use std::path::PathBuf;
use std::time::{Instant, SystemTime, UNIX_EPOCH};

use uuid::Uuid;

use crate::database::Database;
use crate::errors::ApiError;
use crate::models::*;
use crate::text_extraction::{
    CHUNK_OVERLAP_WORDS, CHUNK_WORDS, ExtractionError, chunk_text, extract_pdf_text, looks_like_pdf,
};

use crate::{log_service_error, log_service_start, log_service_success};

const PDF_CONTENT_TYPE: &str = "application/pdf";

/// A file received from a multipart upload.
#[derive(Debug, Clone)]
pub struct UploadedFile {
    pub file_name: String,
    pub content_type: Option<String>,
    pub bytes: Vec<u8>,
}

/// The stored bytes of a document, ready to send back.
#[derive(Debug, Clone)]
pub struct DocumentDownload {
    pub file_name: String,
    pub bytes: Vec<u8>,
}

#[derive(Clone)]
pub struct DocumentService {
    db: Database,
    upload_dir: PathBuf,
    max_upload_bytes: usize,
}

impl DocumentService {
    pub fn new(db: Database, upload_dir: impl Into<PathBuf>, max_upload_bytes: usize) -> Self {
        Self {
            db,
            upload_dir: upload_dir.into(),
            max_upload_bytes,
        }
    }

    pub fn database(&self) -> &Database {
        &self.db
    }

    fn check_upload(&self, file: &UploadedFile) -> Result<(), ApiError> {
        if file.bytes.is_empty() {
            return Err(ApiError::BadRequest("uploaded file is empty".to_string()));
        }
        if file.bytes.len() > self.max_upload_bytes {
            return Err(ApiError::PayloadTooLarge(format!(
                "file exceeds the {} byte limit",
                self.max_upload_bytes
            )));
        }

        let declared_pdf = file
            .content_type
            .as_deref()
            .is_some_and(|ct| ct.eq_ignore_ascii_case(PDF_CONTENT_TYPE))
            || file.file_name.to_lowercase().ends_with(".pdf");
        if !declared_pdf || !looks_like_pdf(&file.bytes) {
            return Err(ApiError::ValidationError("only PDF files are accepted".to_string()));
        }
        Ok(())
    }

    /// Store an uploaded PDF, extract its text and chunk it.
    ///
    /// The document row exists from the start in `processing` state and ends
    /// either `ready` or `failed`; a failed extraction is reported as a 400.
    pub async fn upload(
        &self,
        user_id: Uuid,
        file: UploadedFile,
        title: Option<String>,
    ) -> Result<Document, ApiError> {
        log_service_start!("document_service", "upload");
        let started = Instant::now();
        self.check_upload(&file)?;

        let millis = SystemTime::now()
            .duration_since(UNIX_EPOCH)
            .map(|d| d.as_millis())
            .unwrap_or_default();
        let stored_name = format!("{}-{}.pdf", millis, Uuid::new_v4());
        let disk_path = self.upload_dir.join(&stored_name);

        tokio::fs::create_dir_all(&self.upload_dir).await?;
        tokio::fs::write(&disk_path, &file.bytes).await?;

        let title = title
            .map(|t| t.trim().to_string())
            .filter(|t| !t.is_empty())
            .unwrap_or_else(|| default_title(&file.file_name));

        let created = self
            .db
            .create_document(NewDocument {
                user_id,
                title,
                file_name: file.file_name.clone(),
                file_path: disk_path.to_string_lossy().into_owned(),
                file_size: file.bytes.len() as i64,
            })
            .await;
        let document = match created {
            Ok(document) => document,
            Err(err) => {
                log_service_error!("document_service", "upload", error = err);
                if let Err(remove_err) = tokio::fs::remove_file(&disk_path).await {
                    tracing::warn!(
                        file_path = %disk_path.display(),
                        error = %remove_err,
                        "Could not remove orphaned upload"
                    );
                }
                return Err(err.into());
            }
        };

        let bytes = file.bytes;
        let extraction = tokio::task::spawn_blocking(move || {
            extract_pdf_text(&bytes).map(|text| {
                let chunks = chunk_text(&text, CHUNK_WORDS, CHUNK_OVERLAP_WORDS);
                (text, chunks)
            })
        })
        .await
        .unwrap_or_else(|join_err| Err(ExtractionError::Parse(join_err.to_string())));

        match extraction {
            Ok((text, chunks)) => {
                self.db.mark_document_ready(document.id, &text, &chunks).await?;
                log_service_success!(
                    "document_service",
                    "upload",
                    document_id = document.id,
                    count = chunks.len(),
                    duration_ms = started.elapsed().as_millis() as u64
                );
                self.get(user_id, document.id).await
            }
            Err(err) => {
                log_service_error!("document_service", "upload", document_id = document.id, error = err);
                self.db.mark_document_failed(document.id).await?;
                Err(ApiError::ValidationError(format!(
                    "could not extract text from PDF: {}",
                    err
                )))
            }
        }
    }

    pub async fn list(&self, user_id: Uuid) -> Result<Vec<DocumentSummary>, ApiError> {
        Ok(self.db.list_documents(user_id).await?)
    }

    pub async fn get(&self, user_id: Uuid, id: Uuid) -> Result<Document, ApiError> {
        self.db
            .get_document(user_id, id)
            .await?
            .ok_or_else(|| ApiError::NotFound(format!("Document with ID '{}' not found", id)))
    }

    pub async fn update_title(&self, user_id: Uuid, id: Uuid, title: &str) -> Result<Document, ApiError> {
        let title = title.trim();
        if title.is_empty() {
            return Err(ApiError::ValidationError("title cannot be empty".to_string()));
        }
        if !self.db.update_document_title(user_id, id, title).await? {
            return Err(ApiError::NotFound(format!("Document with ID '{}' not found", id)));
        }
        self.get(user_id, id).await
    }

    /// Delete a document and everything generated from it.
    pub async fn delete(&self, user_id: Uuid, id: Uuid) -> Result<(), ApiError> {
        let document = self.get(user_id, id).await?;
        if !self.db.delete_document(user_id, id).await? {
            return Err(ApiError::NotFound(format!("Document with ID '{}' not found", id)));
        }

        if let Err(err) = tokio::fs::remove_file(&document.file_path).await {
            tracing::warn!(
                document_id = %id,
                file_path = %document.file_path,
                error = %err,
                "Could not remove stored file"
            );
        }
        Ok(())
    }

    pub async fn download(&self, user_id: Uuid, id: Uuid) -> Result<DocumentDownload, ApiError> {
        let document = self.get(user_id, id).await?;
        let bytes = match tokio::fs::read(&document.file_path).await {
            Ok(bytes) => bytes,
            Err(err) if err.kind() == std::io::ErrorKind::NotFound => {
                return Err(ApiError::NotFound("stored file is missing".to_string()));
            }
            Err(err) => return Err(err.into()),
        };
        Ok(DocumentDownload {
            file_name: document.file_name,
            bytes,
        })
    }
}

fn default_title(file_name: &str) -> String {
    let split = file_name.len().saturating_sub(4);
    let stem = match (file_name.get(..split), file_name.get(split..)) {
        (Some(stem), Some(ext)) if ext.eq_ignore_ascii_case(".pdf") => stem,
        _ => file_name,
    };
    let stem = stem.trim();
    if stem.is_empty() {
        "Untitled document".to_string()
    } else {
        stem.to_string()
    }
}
□ □ □ □ □ □ □
→ Work to be completed
An exact copy of the listing above is what is wanted.

→ Response to the exercise
use std::path::PathBuf;
use std::time::{Instant, SystemTime, UNIX_EPOCH};

use uuid::Uuid;

use crate::database::Database;
use crate::errors::ApiError;
use crate::models::*;
use crate::text_extraction::{
    CHUNK_OVERLAP_WORDS, CHUNK_WORDS, ExtractionError, chunk_text, extract_pdf_text, looks_like_pdf,
};

use crate::{log_service_error, log_service_start, log_service_success};

const PDF_CONTENT_TYPE: &str = "application/pdf";

/// A file received from a multipart upload.
#[derive(Debug, Clone)]
pub struct UploadedFile {
    pub file_name: String,
    pub content_type: Option<String>,
    pub bytes: Vec<u8>,
}

/// The stored bytes of a document, ready to send back.
#[derive(Debug, Clone)]
pub struct DocumentDownload {
    pub file_name: String,
    pub bytes: Vec<u8>,
}

#[derive(Clone)]
pub struct DocumentService {
    db: Database,
    upload_dir: PathBuf,
    max_upload_bytes: usize,
}

impl DocumentService {
    pub fn new(db: Database, upload_dir: impl Into<PathBuf>, max_upload_bytes: usize) -> Self {
        Self {
            db,
            upload_dir: upload_dir.into(),
            max_upload_bytes,
        }
    }

    pub fn database(&self) -> &Database {
        &self.db
    }

    fn check_upload(&self, file: &UploadedFile) -> Result<(), ApiError> {
        if file.bytes.is_empty() {
            return Err(ApiError::BadRequest("uploaded file is empty".to_string()));
        }
        if file.bytes.len() > self.max_upload_bytes {
            return Err(ApiError::PayloadTooLarge(format!(
                "file exceeds the {} byte limit",
                self.max_upload_bytes
            )));
        }

        let declared_pdf = file
            .content_type
            .as_deref()
            .is_some_and(|ct| ct.eq_ignore_ascii_case(PDF_CONTENT_TYPE))
            || file.file_name.to_lowercase().ends_with(".pdf");
        if !declared_pdf || !looks_like_pdf(&file.bytes) {
            return Err(ApiError::ValidationError("only PDF files are accepted".to_string()));
        }
        Ok(())
    }

    /// Store an uploaded PDF, extract its text and chunk it.
    ///
    /// The document row exists from the start in `processing` state and ends
    /// either `ready` or `failed`; a failed extraction is reported as a 400.
    pub async fn upload(
        &self,
        user_id: Uuid,
        file: UploadedFile,
        title: Option<String>,
    ) -> Result<Document, ApiError> {
        log_service_start!("document_service", "upload");
        let started = Instant::now();
        self.check_upload(&file)?;

        let millis = SystemTime::now()
            .duration_since(UNIX_EPOCH)
            .map(|d| d.as_millis())
            .unwrap_or_default();
        let stored_name = format!("{}-{}.pdf", millis, Uuid::new_v4());
        let disk_path = self.upload_dir.join(&stored_name);

        tokio::fs::create_dir_all(&self.upload_dir).await?;
        tokio::fs::write(&disk_path, &file.bytes).await?;

        let title = title
            .map(|t| t.trim().to_string())
            .filter(|t| !t.is_empty())
            .unwrap_or_else(|| default_title(&file.file_name));

        let created = self
            .db
            .create_document(NewDocument {
                user_id,
                title,
                file_name: file.file_name.clone(),
                file_path: disk_path.to_string_lossy().into_owned(),
                file_size: file.bytes.len() as i64,
            })
            .await;
        let document = match created {
            Ok(document) => document,
            Err(err) => {
                log_service_error!("document_service", "upload", error = err);
                if let Err(remove_err) = tokio::fs::remove_file(&disk_path).await {
                    tracing::warn!(
                        file_path = %disk_path.display(),
                        error = %remove_err,
                        "Could not remove orphaned upload"
                    );
                }
                return Err(err.into());
            }
        };

        let bytes = file.bytes;
        let extraction = tokio::task::spawn_blocking(move || {
            extract_pdf_text(&bytes).map(|text| {
                let chunks = chunk_text(&text, CHUNK_WORDS, CHUNK_OVERLAP_WORDS);
                (text, chunks)
            })
        })
        .await
        .unwrap_or_else(|join_err| Err(ExtractionError::Parse(join_err.to_string())));

        match extraction {
            Ok((text, chunks)) => {
                self.db.mark_document_ready(document.id, &text, &chunks).await?;
                log_service_success!(
                    "document_service",
                    "upload",
                    document_id = document.id,
                    count = chunks.len(),
                    duration_ms = started.elapsed().as_millis() as u64
                );
                self.get(user_id, document.id).await
            }
            Err(err) => {
                log_service_error!("document_service", "upload", document_id = document.id, error = err);
                self.db.mark_document_failed(document.id).await?;
                Err(ApiError::ValidationError(format!(
                    "could not extract text from PDF: {}",
                    err
                )))
            }
        }
    }

    pub async fn list(&self, user_id: Uuid) -> Result<Vec<DocumentSummary>, ApiError> {
        Ok(self.db.list_documents(user_id).await?)
    }

    pub async fn get(&self, user_id: Uuid, id: Uuid) -> Result<Document, ApiError> {
        self.db
            .get_document(user_id, id)
            .await?
            .ok_or_else(|| ApiError::NotFound(format!("Document with ID '{}' not found", id)))
    }

    pub async fn update_title(&self, user_id: Uuid, id: Uuid, title: &str) -> Result<Document, ApiError> {
        let title = title.trim();
        if title.is_empty() {
            return Err(ApiError::ValidationError("title cannot be empty".to_string()));
        }
        if !self.db.update_document_title(user_id, id, title).await? {
            return Err(ApiError::NotFound(format!("Document with ID '{}' not found", id)));
        }
        self.get(user_id, id).await
    }

    /// Delete a document and everything generated from it.
    pub async fn delete(&self, user_id: Uuid, id: Uuid) -> Result<(), ApiError> {
        let document = self.get(user_id, id).await?;
        if !self.db.delete_document(user_id, id).await? {
            return Err(ApiError::NotFound(format!("Document with ID '{}' not found", id)));
        }

        if let Err(err) = tokio::fs::remove_file(&document.file_path).await {
            tracing::warn!(
                document_id = %id,
                file_path = %document.file_path,
                error = %err,
                "Could not remove stored file"
            );
        }
        Ok(())
    }

    pub async fn download(&self, user_id: Uuid, id: Uuid) -> Result<DocumentDownload, ApiError> {
        let document = self.get(user_id, id).await?;
        let bytes = match tokio::fs::read(&document.file_path).await {
            Ok(bytes) => bytes,
            Err(err) if err.kind() == std::io::ErrorKind::NotFound => {
                return Err(ApiError::NotFound("stored file is missing".to_string()));
            }
            Err(err) => return Err(err.into()),
        };
        Ok(DocumentDownload {
            file_name: document.file_name,
            bytes,
        })
    }
}

fn default_title(file_name: &str) -> String {
    let split = file_name.len().saturating_sub(4);
    let stem = match (file_name.get(..split), file_name.get(split..)) {
        (Some(stem), Some(ext)) if ext.eq_ignore_ascii_case(".pdf") => stem,
        _ => file_name,
    };
    let stem = stem.trim();
    if stem.is_empty() {
        "Untitled document".to_string()
    } else {
        stem.to_string()
    }
}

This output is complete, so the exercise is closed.